2. CUMHURİYET ÖNCESİ OSMANLI İMPARATORLUĞUNUN EKONOMİK

3.2. İzmir İktisat Kongresi

3.2.4. İzmir Kongresi’nin Türkiye'nin Ekonomik Gelişmesindeki Etkisi

Kurtuluş Savaşı’ndan sonrası ülkenin içinde bulunduğu ekonomik sorunların tespiti ve çözüm yollarının aranması için cumhuriyetin kurucusu M. Kemal Atatürk’ün emriyle 1923 tarihinde İzmir İktisat Kongresi toplanmıştır. Bu kongrede kalkınma ve

sanayileşme başta olmak üzere çeşitli konularda ayrıntılı çalışmalar yapılmıştır (DTP,1981:30).

Yeni kurulmuş olan Türkiye Cumhuriyeti devletinin gerçek anlamda bağımsız olması ve bu bağımsızlığını devam ettirebilmesi için güçlü olan bir ekonomiye sahip olması gerekmekteydi.

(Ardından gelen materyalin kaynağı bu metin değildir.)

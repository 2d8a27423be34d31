use std::time::{Duration, Instant};

use aggregator_quote::source::{
    format_address, native_asset_addr, usdc_addr, weth_addr, NormalizedQuote, OdosProvider,
    ParaswapProvider, ParaswapVersion, ProviderConfig, ProviderError, QuoteProvider, QuoteRequest,
    RateLimit, Side, ZeroExProvider,
};
use alloy::primitives::{address, bytes, Address, U256};
use mockito::{Matcher, Server};
use pretty_assertions::assert_eq;
use reqwest::Client;
use serde_json::json;

const RECEIVER: Address = address!("00000000000000000000000000000000000000aa");

fn mock_config(server: &Server) -> ProviderConfig {
    ProviderConfig::paraswap()
        .with_base_url(server.url())
        .with_rate_limit(RateLimit::none())
}

fn query(pairs: &[(&str, String)]) -> Matcher {
    Matcher::AllOf(
        pairs
            .iter()
            .map(|(k, v)| Matcher::UrlEncoded(k.to_string(), v.clone()))
            .collect(),
    )
}

fn price_route(src_amount: &str, dest_amount: &str) -> serde_json::Value {
    json!({
        "blockNumber": 19000000,
        "network": 1,
        "srcAmount": src_amount,
        "destAmount": dest_amount,
        "bestRoute": [{ "percent": 100, "swaps": [] }],
        "contractMethod": "simpleSwap",
    })
}

#[tokio::test]
async fn paraswap_sell_quotes_destination_amount() {
    let mut server = Server::new_async().await;
    let route = price_route("1000", "2500");

    let prices = server
        .mock("GET", "/prices/")
        .match_query(query(&[
            ("srcToken", format_address(weth_addr())),
            ("destToken", format_address(usdc_addr())),
            ("amount", "1000".to_string()),
            ("side", "SELL".to_string()),
            ("network", "1".to_string()),
        ]))
        .with_status(200)
        .with_header("content-type", "application/json")
        .with_body(json!({ "priceRoute": route }).to_string())
        .create_async()
        .await;
    let transactions = server
        .mock("POST", "/transactions/1/")
        .match_query(Matcher::UrlEncoded("ignoreChecks".into(), "true".into()))
        .match_body(Matcher::PartialJson(json!({
            "priceRoute": route,
            "srcToken": format_address(weth_addr()),
            "destToken": format_address(usdc_addr()),
            "srcAmount": "1000",
            "destAmount": "2500",
            "userAddress": format_address(RECEIVER),
        })))
        .with_status(200)
        .with_header("content-type", "application/json")
        .with_body(json!({ "data": "0xdeadbeef" }).to_string())
        .create_async()
        .await;

    let provider =
        ParaswapProvider::new(Client::new(), mock_config(&server), ParaswapVersion::Current);
    let request = QuoteRequest::new(weth_addr(), usdc_addr(), U256::from(1000), Side::Sell)
        .with_network(1)
        .with_receiver(RECEIVER);

    let quote = provider.quote(&request).await.unwrap();

    prices.assert_async().await;
    transactions.assert_async().await;
    assert_eq!(
        quote,
        NormalizedQuote {
            counterparty_amount: U256::from(2500),
            call_data: bytes!("deadbeef"),
        }
    );
}

#[tokio::test]
async fn paraswap_buy_quotes_source_amount() {
    let mut server = Server::new_async().await;
    let route = price_route("500", "1000");

    server
        .mock("GET", "/prices/")
        .match_query(query(&[("side", "BUY".to_string()), ("network", "10".to_string())]))
        .with_status(200)
        .with_body(json!({ "priceRoute": route }).to_string())
        .create_async()
        .await;
    let transactions = server
        .mock("POST", "/transactions/10/")
        .match_query(Matcher::Any)
        .match_body(Matcher::PartialJson(json!({
            "srcAmount": "500",
            "destAmount": "1000",
        })))
        .with_status(200)
        .with_body(json!({ "data": "0x01" }).to_string())
        .create_async()
        .await;

    let provider =
        ParaswapProvider::new(Client::new(), mock_config(&server), ParaswapVersion::Current);
    let request = QuoteRequest::new(weth_addr(), usdc_addr(), U256::from(1000), Side::Buy)
        .with_network(10)
        .with_receiver(RECEIVER);

    let quote = provider.quote(&request).await.unwrap();

    transactions.assert_async().await;
    assert_eq!(quote.counterparty_amount, U256::from(500));
}

#[tokio::test]
async fn paraswap_legacy_sends_decimals() {
    let mut server = Server::new_async().await;

    let prices = server
        .mock("GET", "/prices/")
        .match_query(query(&[
            ("srcDecimals", "18".to_string()),
            ("destDecimals", "6".to_string()),
        ]))
        .with_status(200)
        .with_body(json!({ "priceRoute": price_route("1000", "3") }).to_string())
        .create_async()
        .await;
    server
        .mock("POST", "/transactions/1/")
        .match_query(Matcher::Any)
        .with_status(200)
        .with_body(json!({ "data": "0x02" }).to_string())
        .create_async()
        .await;

    let provider =
        ParaswapProvider::new(Client::new(), mock_config(&server), ParaswapVersion::Legacy);
    let request = QuoteRequest::new(weth_addr(), usdc_addr(), U256::from(1000), Side::Sell)
        .with_decimals(18, 6)
        .with_receiver(RECEIVER);

    let quote = provider.quote(&request).await.unwrap();

    prices.assert_async().await;
    assert_eq!(quote.counterparty_amount, U256::from(3));
}

#[tokio::test]
async fn paraswap_rejection_stops_before_transaction() {
    let mut server = Server::new_async().await;

    server
        .mock("GET", "/prices/")
        .match_query(Matcher::Any)
        .with_status(400)
        .with_body(json!({ "error": "Invalid tokens" }).to_string())
        .create_async()
        .await;
    let transactions = server
        .mock("POST", "/transactions/1/")
        .match_query(Matcher::Any)
        .expect(0)
        .create_async()
        .await;

    let provider =
        ParaswapProvider::new(Client::new(), mock_config(&server), ParaswapVersion::Current);
    let request = QuoteRequest::new(weth_addr(), usdc_addr(), U256::from(1), Side::Sell);

    let err = provider.quote(&request).await.unwrap_err();

    transactions.assert_async().await;
    match err {
        ProviderError::UpstreamRejected { status, reason } => {
            assert_eq!(status, 400);
            assert_eq!(reason, "Invalid tokens");
        }
        other => panic!("unexpected error: {other:?}"),
    }
}

#[tokio::test]
async fn paraswap_route_without_amounts_is_missing_field() {
    let mut server = Server::new_async().await;

    server
        .mock("GET", "/prices/")
        .match_query(Matcher::Any)
        .with_status(200)
        .with_body(json!({ "priceRoute": { "srcAmount": "1" } }).to_string())
        .create_async()
        .await;

    let provider =
        ParaswapProvider::new(Client::new(), mock_config(&server), ParaswapVersion::Current);
    let request = QuoteRequest::new(weth_addr(), usdc_addr(), U256::from(1), Side::Sell);

    let err = provider.quote(&request).await.unwrap_err();

    assert!(matches!(err, ProviderError::MissingField("priceRoute.destAmount")));
}

#[tokio::test]
async fn zero_ex_side_selects_amount_and_parameter() {
    let mut server = Server::new_async().await;
    let body = json!({ "buyAmount": "1000", "sellAmount": "500", "data": "0xabcd" }).to_string();

    let sell = server
        .mock("GET", "/quote")
        .match_query(query(&[
            ("sellToken", format_address(weth_addr())),
            ("buyToken", format_address(usdc_addr())),
            ("sellAmount", "500".to_string()),
            ("slippagePercentage", "0.03".to_string()),
            ("excludedSources", "Balancer".to_string()),
        ]))
        .with_status(200)
        .with_body(body.clone())
        .create_async()
        .await;
    let buy = server
        .mock("GET", "/quote")
        .match_query(query(&[("buyAmount", "1000".to_string())]))
        .with_status(200)
        .with_body(body)
        .create_async()
        .await;

    let provider = ZeroExProvider::new(Client::new(), mock_config(&server));
    let sell_quote = provider
        .quote(&QuoteRequest::new(weth_addr(), usdc_addr(), U256::from(500), Side::Sell))
        .await
        .unwrap();
    let buy_quote = provider
        .quote(&QuoteRequest::new(weth_addr(), usdc_addr(), U256::from(1000), Side::Buy))
        .await
        .unwrap();

    sell.assert_async().await;
    buy.assert_async().await;
    assert_eq!(sell_quote.counterparty_amount, U256::from(1000));
    assert_eq!(buy_quote.counterparty_amount, U256::from(500));
    assert_eq!(sell_quote.call_data, bytes!("abcd"));
}

#[tokio::test]
async fn zero_ex_without_data_is_missing_field() {
    let mut server = Server::new_async().await;

    server
        .mock("GET", "/quote")
        .match_query(Matcher::Any)
        .with_status(200)
        .with_body(json!({ "buyAmount": "1", "sellAmount": "2" }).to_string())
        .create_async()
        .await;

    let provider = ZeroExProvider::new(Client::new(), mock_config(&server));
    let err = provider
        .quote(&QuoteRequest::new(weth_addr(), usdc_addr(), U256::from(2), Side::Sell))
        .await
        .unwrap_err();

    assert!(matches!(err, ProviderError::MissingField("data")));
}

#[tokio::test]
async fn zero_ex_non_json_body_is_rejected() {
    let mut server = Server::new_async().await;

    server
        .mock("GET", "/quote")
        .match_query(Matcher::Any)
        .with_status(200)
        .with_body("<html>rate limited</html>")
        .create_async()
        .await;

    let provider = ZeroExProvider::new(Client::new(), mock_config(&server));
    let err = provider
        .quote(&QuoteRequest::new(weth_addr(), usdc_addr(), U256::from(2), Side::Sell))
        .await
        .unwrap_err();

    assert!(matches!(err, ProviderError::UpstreamRejected { status: 200, .. }));
}

#[tokio::test]
async fn zero_ex_waits_out_rate_limit_before_quoting() {
    let mut server = Server::new_async().await;
    let delay = Duration::from_millis(200);

    let quote = server
        .mock("GET", "/quote")
        .match_query(Matcher::Any)
        .with_status(200)
        .with_body(json!({ "buyAmount": "7", "sellAmount": "3", "data": "0x01" }).to_string())
        .create_async()
        .await;

    let config = mock_config(&server).with_rate_limit(RateLimit::fixed(delay));
    let provider = ZeroExProvider::new(Client::new(), config);
    let request = QuoteRequest::new(weth_addr(), usdc_addr(), U256::from(3), Side::Sell);

    let start = Instant::now();
    let result = provider.quote(&request).await.unwrap();
    let elapsed = start.elapsed();

    quote.assert_async().await;
    assert!(elapsed >= delay, "quoted after {elapsed:?}");
    assert_eq!(result.counterparty_amount, U256::from(7));
}

#[tokio::test]
async fn odos_posts_normalized_native_source() {
    let mut server = Server::new_async().await;

    let swap = server
        .mock("POST", "/sor/swap")
        .match_header("accept", "application/json")
        .match_body(Matcher::PartialJson(json!({
            "chainId": 1,
            "inputTokens": [{ "tokenAddress": format_address(Address::ZERO), "amount": "5" }],
            "outputTokens": [{ "tokenAddress": format_address(usdc_addr()), "proportion": 1 }],
            "sourceBlacklist": [
                "Balancer V1",
                "Balancer V2 MetaStable",
                "Balancer V2 Stable",
                "Balancer V2 Weighted",
            ],
            "userAddr": format_address(RECEIVER),
        })))
        .with_status(200)
        .with_body(
            json!({
                "outputTokens": [{ "tokenAddress": format_address(usdc_addr()), "amount": "42" }],
                "transaction": { "data": "0x01", "to": format_address(RECEIVER) },
            })
            .to_string(),
        )
        .create_async()
        .await;

    let provider = OdosProvider::new(Client::new(), mock_config(&server));
    let request = QuoteRequest::new(native_asset_addr(), usdc_addr(), U256::from(5), Side::Sell)
        .with_receiver(RECEIVER);

    let quote = provider.quote(&request).await.unwrap();

    swap.assert_async().await;
    assert_eq!(
        quote,
        NormalizedQuote {
            counterparty_amount: U256::from(42),
            call_data: bytes!("01"),
        }
    );
}

#[tokio::test]
async fn odos_empty_output_tokens_is_missing_field() {
    let mut server = Server::new_async().await;

    server
        .mock("POST", "/sor/swap")
        .with_status(200)
        .with_body(json!({ "outputTokens": [], "transaction": { "data": "0x01" } }).to_string())
        .create_async()
        .await;

    let provider = OdosProvider::new(Client::new(), mock_config(&server));
    let request = QuoteRequest::new(weth_addr(), usdc_addr(), U256::from(5), Side::Sell);

    let err = provider.quote(&request).await.unwrap_err();

    assert!(matches!(err, ProviderError::MissingField("outputTokens[0]")));
}

#[tokio::test]
async fn odos_buy_issues_no_request() {
    let mut server = Server::new_async().await;

    let swap = server
        .mock("POST", "/sor/swap")
        .expect(0)
        .create_async()
        .await;

    let provider = OdosProvider::new(Client::new(), mock_config(&server));
    let request = QuoteRequest::new(weth_addr(), usdc_addr(), U256::from(5), Side::Buy);

    let err = provider.quote(&request).await.unwrap_err();

    swap.assert_async().await;
    assert!(matches!(err, ProviderError::UnsupportedSide { side: Side::Buy, .. }));
}

#[tokio::test]
async fn odos_buy_fails_without_waiting_out_rate_limit() {
    let mut server = Server::new_async().await;

    let swap = server
        .mock("POST", "/sor/swap")
        .expect(0)
        .create_async()
        .await;

    let config = mock_config(&server).with_rate_limit(RateLimit::fixed(Duration::from_secs(30)));
    let provider = OdosProvider::new(Client::new(), config);
    let request = QuoteRequest::new(weth_addr(), usdc_addr(), U256::from(5), Side::Buy);

    let start = Instant::now();
    let err = tokio::time::timeout(Duration::from_secs(5), provider.quote(&request))
        .await
        .expect("side check must not sleep")
        .unwrap_err();

    swap.assert_async().await;
    assert!(start.elapsed() < Duration::from_secs(1));
    assert!(matches!(err, ProviderError::UnsupportedSide { provider: "odos", side: Side::Buy }));
}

Bunun bir sonucu olarak da iktisadî açıdan ihtilaflı konuların zorunlu bir şekilde Türkiye Cumhuriyeti devletinin gerekli gördüğü bir biçimde çözüme kavuşması gerekliliği ortaya çıkmıştı. Kurtuluş Savaşı’nın zafer ile sonuçlanması sonrasında İstanbul’da bulunan Türk tüccarlar tarafından, Millî Türk Ticaret Birliğinin kurulması gerçekleştirilmiştir. Bu birliğin temel amaçları arasında yabancı devletlerin ekonomileri ile dış ekonomik ilişkileri gerçekleştiren azınlıklara ait tüccarların tasfiye edilmesi ile ortaya çıkacak boşluğu doldurulması olmuştur. Ocak 1923 tarihinde kurulan Millî Türk Ticaret Birliği tarafından Ticaret-i Hariciye Kongresi düzenlenmesi için girişimler başlatılmıştır. İstanbul’da bu gelişmeler yaşanırken Ankara Hükümeti de bir taraftan Lozan Konferansında ortaya çıkan güçlükleri Türk ve dünya kamuoyuna duyurmayı, diğer taraftan Türk ekonomisinin karşılaştığı çeşitli problemleri görüşmek üzere geniş kapsamlı olacak şekilde İzmir’de bir İktisat Kongresi düzenlemek için hazırlıklar yapmaktaydı. Hazırlıkları tamamlanan bu kongre 17 Şubat- 4 Mart 1923 tarihleri arasında, Manisa temsilcisi Kazım Karabekir, Fevzi ve Asım Çakmak Paşalar, İstanbul’dan Millî Türk Ticaret Birliğinin katılımları ile Kurtuluş savaşının zafer ile tamamlandığı İzmir’de toplanmıştı. Sonradan İzmir İktisat Kongresi olarak adlandırılacak olan bu kongrede işçi, tüccar, çiftçi ve sanayicilerden olan delegelerin oluşturduğu seçilmiş 1135 kişi katılmıştır. Kongre dinleyiciler ile birlikte 500 kadarının olduğu yaklaşık 3500 kişi tarafından takip edilmiştir.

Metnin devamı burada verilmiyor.